Tuesday, January 10, 2023

The Astrobiology of Lockean Liberty on Mars

                               
                             
                               Elon Musk, "Making Humans a Multiplanetary Species," 2016




                                            Elon Musk, "Starship Update," February 10, 2022


December 14th was the 50th anniversary of the last time that NASA astronauts walked on the Moon in 1972.  This is surprising--that over the past 50 years, there has been no manned exploration of the Moon.  Equally surprising is that no human being has ever walked on Mars or any other planet beyond the Earth.  And yet both NASA and the European Space Agency say that their ultimate goal is to land humans on Mars and then establish human settlements.  But for now, there is no well-funded program to do that.  So far, only robotic landers and rovers have been on Mars.  

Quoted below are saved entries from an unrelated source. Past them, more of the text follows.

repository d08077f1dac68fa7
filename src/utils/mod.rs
pub mod logging;

pub use logging::init_logging;
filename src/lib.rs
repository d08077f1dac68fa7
pub mod component;
pub mod models;
pub mod settings;
pub mod simulation;
pub mod utils;

use std::{
    fs,
    path::{Path, PathBuf},
};

use anyhow::{bail, Context, Result};

pub use component::{ChanceToBeat, EstimateDisplay, ResultSink, RunEvent};
pub use models::{Progress, Run, RunState, TimingMethod};
pub use settings::{ChanceSettings, SettingsStore};
pub use simulation::{estimate, EstimateConfig, FullHistory, SimulationConfig};

const USAGE: &str = "usage: chance-to-beat <run.json> [settings.json]";

fn load_run_state(path: &Path) -> Result<RunState> {
    let contents = fs::read_to_string(path)
        .with_context(|| format!("Failed to read run from {}", path.display()))?;
    serde_json::from_str(&contents)
        .with_context(|| format!("Failed to parse run from {}", path.display()))
}

/// Loads a run snapshot (and optionally stored settings), estimates once and
/// prints the labelled result.
pub fn run(args: Vec<String>) -> Result<()> {
    utils::init_logging();

    let (run_path, settings_path) = match args.as_slice() {
        [run] => (PathBuf::from(run), None),
        [run, settings] => (PathBuf::from(run), Some(PathBuf::from(settings))),
        _ => bail!(USAGE),
    };

    let state = load_run_state(&run_path)?;
    let settings = match settings_path {
        Some(path) => SettingsStore::new(path)?.settings()?,
        None => ChanceSettings::default(),
    };

    let component = ChanceToBeat::new(settings, &state);
    println!("{}: {}", component.name(), component.display().text());

    Ok(())
}
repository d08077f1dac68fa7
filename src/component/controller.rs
use chrono::Duration;
use serde::{Deserialize, Serialize};

use crate::{
    log_error, log_info, log_warn,
    models::RunState,
    settings::ChanceSettings,
    simulation::{estimate_for_state, SimulationConfig},
};

use super::EstimateDisplay;

const ENABLE_LOGS: bool = true;

/// Host state transitions that invalidate the current estimate.
#[derive(Debug, Clone, Copy, Serialize, Deserialize, PartialEq, Eq)]
#[serde(rename_all = "camelCase")]
pub enum RunEvent {
    Split,
    UndoSplit,
    Reset,
    RunManuallyModified,
}

/// Receives every published estimate.
pub trait ResultSink {
    fn publish(&mut self, display: &EstimateDisplay);
}

impl<F> ResultSink for F
where
    F: FnMut(&EstimateDisplay),
{
    fn publish(&mut self, display: &EstimateDisplay) {
        self(display)
    }
}

/// Keeps the completion estimate current. Every event and settings change
/// rebuilds the history from the given [`RunState`] and reruns the full
/// simulation with the fixed seed from [`SimulationConfig`].
pub struct ChanceToBeat {
    settings: ChanceSettings,
    simulation: SimulationConfig,
    display: EstimateDisplay,
    sinks: Vec<Box<dyn ResultSink>>,
}

impl ChanceToBeat {
    pub fn new(settings: ChanceSettings, state: &RunState) -> Self {
        Self::with_simulation(settings, SimulationConfig::default(), state)
    }

    pub fn with_simulation(
        settings: ChanceSettings,
        simulation: SimulationConfig,
        state: &RunState,
    ) -> Self {
        let mut component = Self {
            settings,
            simulation,
            display: EstimateDisplay::none(),
            sinks: Vec::new(),
        };
        component.sync_with_run(state);
        component.recompute(state);
        component
    }

    pub fn name(&self) -> &str {
        &self.settings.label
    }

    pub fn settings(&self) -> &ChanceSettings {
        &self.settings
    }

    pub fn display(&self) -> EstimateDisplay {
        self.display
    }

    /// Registers a sink and immediately hands it the current value.
    pub fn subscribe(&mut self, mut sink: Box<dyn ResultSink>) {
        sink.publish(&self.display);
        self.sinks.push(sink);
    }

    pub fn handle_event(&mut self, event: RunEvent, state: &RunState) -> EstimateDisplay {
        match event {
            RunEvent::Split | RunEvent::UndoSplit => {}
            RunEvent::Reset | RunEvent::RunManuallyModified => self.sync_with_run(state),
        }
        self.recompute(state)
    }

    /// Sets a custom cutoff; this stops following the personal best.
    pub fn set_cutoff(&mut self, cutoff: Option<Duration>, state: &RunState) -> EstimateDisplay {
        self.settings.use_personal_best = false;
        self.settings.set_cutoff(cutoff);
        self.recompute(state)
    }

    pub fn set_use_personal_best(&mut self, enabled: bool, state: &RunState) -> EstimateDisplay {
        self.settings.use_personal_best = enabled;
        self.sync_with_run(state);
        self.recompute(state)
    }

    pub fn set_weight(&mut self, weight: f64, state: &RunState) -> EstimateDisplay {
        self.settings.set_weight(weight);
        self.recompute(state)
    }

    pub fn set_reset_chance(
        &mut self,
        index: usize,
        chance: f64,
        state: &RunState,
    ) -> EstimateDisplay {
        self.settings.set_reset_chance(index, chance);
        self.recompute(state)
    }

    pub fn replace_settings(
        &mut self,
        settings: ChanceSettings,
        state: &RunState,
    ) -> EstimateDisplay {
        self.settings = settings;
        self.sync_with_run(state);
        self.recompute(state)
    }

    /// Reruns the simulation against `state` and publishes the result.
    pub fn recompute(&mut self, state: &RunState) -> EstimateDisplay {
        let config = self.settings.snapshot();

        let probability = match estimate_for_state(state, &config, &self.simulation) {
            Ok(probability) => probability,
            Err(e) => {
                log_error!("Failed to estimate completion chance: {e:#}");
                None
            }
        };

        self.display = EstimateDisplay::from_probability(probability);
        log_info!(
            "{} after split {}: {}",
            self.settings.label,
            state.current_split_index,
            self.display.text()
        );

        for sink in &mut self.sinks {
            sink.publish(&self.display);
        }

        self.display
    }

    fn sync_with_run(&mut self, state: &RunState) {
        self.settings.resize_reset_chances(state.run.len());
        if self.settings.use_personal_best {
            let pb = state.run.personal_best(state.timing_method);
            if pb.is_none() {
                log_warn!(
                    "No finished attempt in {}; {} has no cutoff",
                    state.timing_method.as_str(),
                    self.settings.label
                );
            }
            self.settings.set_cutoff(pb);
        }
    }
}
use serde::{Deserialize, Serialize};

/// Placeholder shown while no estimate is available.
pub const NO_ESTIMATE: &str = "–";

/// The value published to the display.
#[derive(Debug, Clone, Copy, Default, Serialize, Deserialize, PartialEq)]
#[serde(rename_all = "camelCase")]
pub struct EstimateDisplay {
    /// Percentage in `[0, 100]`; `None` while there is nothing to show.
    pub percentage: Option<f64>,
}

impl EstimateDisplay {
    pub fn none() -> Self {
        Self { percentage: None }
    }

    /// Builds the display value from a probability in `[0, 1]`.
    pub fn from_probability(probability: Option<f64>) -> Self {
        Self::from_percentage(probability.map(|p| p * 100.0))
    }

    pub fn from_percentage(percentage: Option<f64>) -> Self {
        let percentage = percentage.map(|value| {
            if value <= 0.0 || value.is_nan() {
                0.0
            } else if value >= 100.0 {
                100.0
            } else {
                value
            }
        });
        Self { percentage }
    }

    pub fn text(&self) -> String {
        match self.percentage {
            Some(value) => format!("{value:.2}%"),
            None => NO_ESTIMATE.to_string(),
        }
    }
}
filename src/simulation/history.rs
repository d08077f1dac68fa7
use chrono::Duration;

use crate::models::{Run, TimingMethod};

/// Observed durations of one segment, oldest attempt first.
pub type SegmentHistory = Vec<Duration>;

/// Per-segment duration history of a run, in segment order.
#[derive(Debug, Clone, Default, PartialEq)]
pub struct FullHistory {
    segments: Vec<SegmentHistory>,
}

impl FullHistory {
    pub fn new(segments: Vec<SegmentHistory>) -> Self {
        Self { segments }
    }

    /// Collects the history of every segment of `run` under `method`.
    ///
    /// A missing time marks a gap in that attempt. The next recorded time of
    /// the same attempt spans the gap as well, so it is dropped instead of
    /// being attributed to its own segment.
    pub fn from_run(run: &Run, method: TimingMethod) -> Self {
        if run.is_empty() {
            return Self::default();
        }

        let mut segments = vec![SegmentHistory::new(); run.len()];

        for attempt in &run.attempt_history {
            let mut after_gap = false;

            for (history, segment) in segments.iter_mut().zip(&run.segments) {
                let Some(time) = segment.segment_history.get(&attempt.index) else {
                    continue;
                };

                match time.get(method) {
                    None => after_gap = true,
                    Some(_) if after_gap => after_gap = false,
                    Some(duration) => history.push(duration),
                }
            }
        }

        Self { segments }
    }

    pub fn len(&self) -> usize {
        self.segments.len()
    }

    pub fn is_empty(&self) -> bool {
        self.segments.is_empty()
    }

    pub fn segment(&self, index: usize) -> Option<&[Duration]> {
        self.segments.get(index).map(Vec::as_slice)
    }

    pub fn segments(&self) -> &[SegmentHistory] {
        &self.segments
    }

    /// Whether every segment from `start` onward has at least one sample.
    pub fn covers_from(&self, start: usize) -> bool {
        self.segments
            .iter()
            .skip(start)
            .all(|history| !history.is_empty())
    }
}

#[cfg(test)]
mod tests {
    use super::*;
    use crate::models::{Attempt, Segment, Time};

    fn secs(s: i64) -> Duration {
        Duration::seconds(s)
    }

    /// `rows[attempt][segment]`: `Some(Some(ms))` recorded, `Some(None)` gap,
    /// `None` not reached.
    fn run_from(rows: &[&[Option<Option<i64>>]], segment_count: usize) -> Run {
        let mut segments: Vec<Segment> = (0..segment_count)
            .map(|i| Segment::new(format!("S{i}")))
            .collect();
        let mut attempt_history = Vec::new();

        for (i, row) in rows.iter().enumerate() {
            let index = i as i32 + 1;
            attempt_history.push(Attempt {
                index,
                time: Time::default(),
            });
            for (segment, cell) in segments.iter_mut().zip(row.iter()) {
                if let Some(ms) = cell {
                    segment.segment_history.insert(index, Time::new(*ms, None));
                }
            }
        }

        Run {
            segments,
            attempt_history,
        }
    }

    #[test]
    fn keeps_attempt_order() {
        let run = run_from(
            &[
                &[Some(Some(10_000)), Some(Some(5_000))],
                &[Some(Some(11_000)), Some(Some(7_000))],
            ],
            2,
        );

        let history = FullHistory::from_run(&run, TimingMethod::RealTime);
        assert_eq!(history.segment(0).unwrap(), &[secs(10), secs(11)]);
        assert_eq!(history.segment(1).unwrap(), &[secs(5), secs(7)]);
    }

    #[test]
    fn reset_attempts_only_contribute_reached_segments() {
        let run = run_from(
            &[
                &[Some(Some(10_000)), None, None],
                &[Some(Some(12_000)), Some(Some(6_000)), Some(Some(4_000))],
            ],
            3,
        );

        let history = FullHistory::from_run(&run, TimingMethod::RealTime);
        assert_eq!(history.segment(0).unwrap().len(), 2);
        assert_eq!(history.segment(1).unwrap(), &[secs(6)]);
        assert_eq!(history.segment(2).unwrap(), &[secs(4)]);
    }

    #[test]
    fn time_after_gap_is_not_attributed() {
        let run = run_from(
            &[&[
                Some(Some(10_000)),
                Some(None),
                Some(Some(9_000)),
                Some(Some(3_000)),
            ]],
            4,
        );

        let history = FullHistory::from_run(&run, TimingMethod::RealTime);
        assert_eq!(history.segment(0).unwrap(), &[secs(10)]);
        assert!(history.segment(1).unwrap().is_empty());
        assert!(history.segment(2).unwrap().is_empty());
        assert_eq!(history.segment(3).unwrap(), &[secs(3)]);
    }

    #[test]
    fn consecutive_gaps_skip_one_combined_time() {
        let run = run_from(
            &[&[
                Some(None),
                Some(None),
                Some(Some(20_000)),
                Some(Some(4_000)),
            ]],
            4,
        );

        let history = FullHistory::from_run(&run, TimingMethod::RealTime);
        assert!(history.segment(2).unwrap().is_empty());
        assert_eq!(history.segment(3).unwrap(), &[secs(4)]);
    }

    #[test]
    fn other_timing_method_counts_as_gap() {
        let run = run_from(&[&[Some(Some(10_000))]], 1);
        let history = FullHistory::from_run(&run, TimingMethod::GameTime);
        assert!(history.segment(0).unwrap().is_empty());
    }

    #[test]
    fn covers_from_only_checks_remaining_segments() {
        let history = FullHistory::new(vec![vec![], vec![secs(5)], vec![secs(3)]]);
        assert!(!history.covers_from(0));
        assert!(history.covers_from(1));
        assert!(history.covers_from(3));
    }

    #[test]
    fn segment_out_of_range_is_none() {
        let history = FullHistory::new(vec![vec![secs(5)]]);
        assert_eq!(history.segment(0), Some(&[secs(5)][..]));
        assert_eq!(history.segment(1), None);
    }

    #[test]
    fn run_without_segments_has_empty_history() {
        let run = run_from(&[], 0);
        let history = FullHistory::from_run(&run, TimingMethod::RealTime);
        assert!(history.is_empty());
        assert!(history.covers_from(0));
    }
}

Elon Musk has predicted that his SpaceX program will fly human beings to Mars within ten years.  Ultimately, Musk wants to have a colony on Mars with a population of one million people.

If we assume that human colonies on the Moon and Mars and perhaps even other moons and planets are inevitable, then we have to wonder what kind of social and political orders are likely to arise in those extraterrestrial human communities.  Will they incline towards tyranny or liberty?  Could they secure the sort of liberty promoted by classical liberals like John Locke?  Or is Lockean liberty an evolutionary adaptation to the Earth's biosphere, and thus so bound to the Earth that it cannot be achieved beyond the Earth?  Is liberty found on the Earth but nowhere else in the universe?  Or does our technology of artificial life support allow human beings to travel beyond the Earth and establish permanent settlements on the Moon and Mars where they can live in free societies?  Or does our technology of bioengineering and artificial intelligence allow us to engineer new forms of intelligent beings who are adapted for living in free societies beyond the Earth?  Is it possible that of the billions of planets beyond the Solar System, there are some with biospheres similar to the Earth's where intelligent life has evolved to live in free societies?  Or if the Earth really is unique in the universe as the only place where intelligent life and liberty have arisen, is that the miraculous product of God's creation that can be known to us only by divine revelation?  Or can we explain this as the natural product of evolutionary causes that can be known to us by natural reason?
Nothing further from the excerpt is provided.